The t(1;19) chromosomal translocation in acute lymphoblastic pre‐B cell leukemias involves the gene E2A for helix‐loop‐helix (HLH) proteins E12 and E47, ubiquitous transcriptional proteins implicated in the regulation of various lymphoid and nonlymphoid genes. To characterize the molecular features of the t(1;19)(q23;p13) translocation, we molecularly cloned breakpoint DNA from t(1;19)‐carrying pre‐B cell leukemias. In all cases, breakpoints on chromosome 19 occurred within 2 kb of each other in a single intron of the E2A gene. This clustered arrangement resulted in specific truncation of the E2A gene and transcript, with loss of sequences encoding the basic DNA‐binding and HLH dimerization motifs from the derivative 19 chromosome.
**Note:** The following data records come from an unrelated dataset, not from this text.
/// A decoded version-1 superblock.
#[derive(Debug, Clone, PartialEq, Eq, Serialize, Deserialize)]
pub struct SuperblockV1 {
    /// Optional feature bits.
    pub feature_map: FeatureMap,
    /// Always zero on a well-formed record, passed through.
    pub pad0: u32,
    /// Array UUID.
    pub set_uuid: Uuid,
    /// Array name, NUL padded.
    pub set_name: [u8; SB1_NAME_BYTES],
    /// Creation time, see [`sb1_time_to_system`].
    pub ctime: u64,
    /// Signed RAID level.
    pub level: i32,
    /// Personality layout.
    pub layout: u32,
    /// Used size of each component, in sectors.
    pub size: u64,
    /// Chunk size in sectors.
    pub chunksize: u32,
    /// Number of slots in a fully working array.
    pub raid_disks: u32,
    /// Raw word shared by the bitmap offset and the PPL location.
    pub bitmap_or_ppl: u32,
    /// Level being reshaped to.
    pub new_level: i32,
    /// Next array address to reshape.
    pub reshape_position: u64,
    /// Change in raid disk count during reshape.
    pub delta_disks: i32,
    /// Layout being reshaped to.
    pub new_layout: u32,
    /// Chunk size being reshaped to.
    pub new_chunk: u32,
    /// Signed offset added to `data_offset` by the new layout.
    pub new_offset: i32,
    /// Sector where data starts on this device.
    pub data_offset: u64,
    /// Sectors of this device usable for data.
    pub data_size: u64,
    /// Sector where this superblock lives.
    pub super_offset: u64,
    /// Recovery checkpoint, or journal tail for a journal device.
    pub recovery_offset: u64,
    /// This device's index into the role table.
    pub dev_number: u32,
    /// Corrected read errors.
    pub cnt_corrected_read: u32,
    /// Per-device UUID.
    pub device_uuid: Uuid,
    /// Per-device flags.
    pub devflags: DevFlags,
    /// Bad-block log: shift applied to entries.
    pub bblog_shift: u8,
    /// Bad-block log size in sectors.
    pub bblog_size: u16,
    /// Bad-block log offset from the superblock, in sectors.
    pub bblog_offset: u32,
    /// Last update time, see [`sb1_time_to_system`].
    pub utime: u64,
    /// Superblock update count.
    pub events: u64,
    /// Resync checkpoint; `u64::MAX` once resync is complete.
    pub resync_offset: u64,
    /// Reserved bytes, passed through.
    pub pad3: [u8; SB1_PAD3_BYTES],
    /// Role of every device number.
    pub roles: RoleTable,
}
In contrast, breakpoints on chromosome 1 were distributed over a large region and could not be linked to exonic sequences of the PBX1 gene, although identical chromosome 1 sequences are joined to E2A sequences in 1;19 fusion transcripts. These data show that the 1;19 translocation consistently results in exchange of 3′ exons encoding the HLH motifs of E2A with DNA from chromosome 1 to form a fusion gene on the derivative 19 chromosome.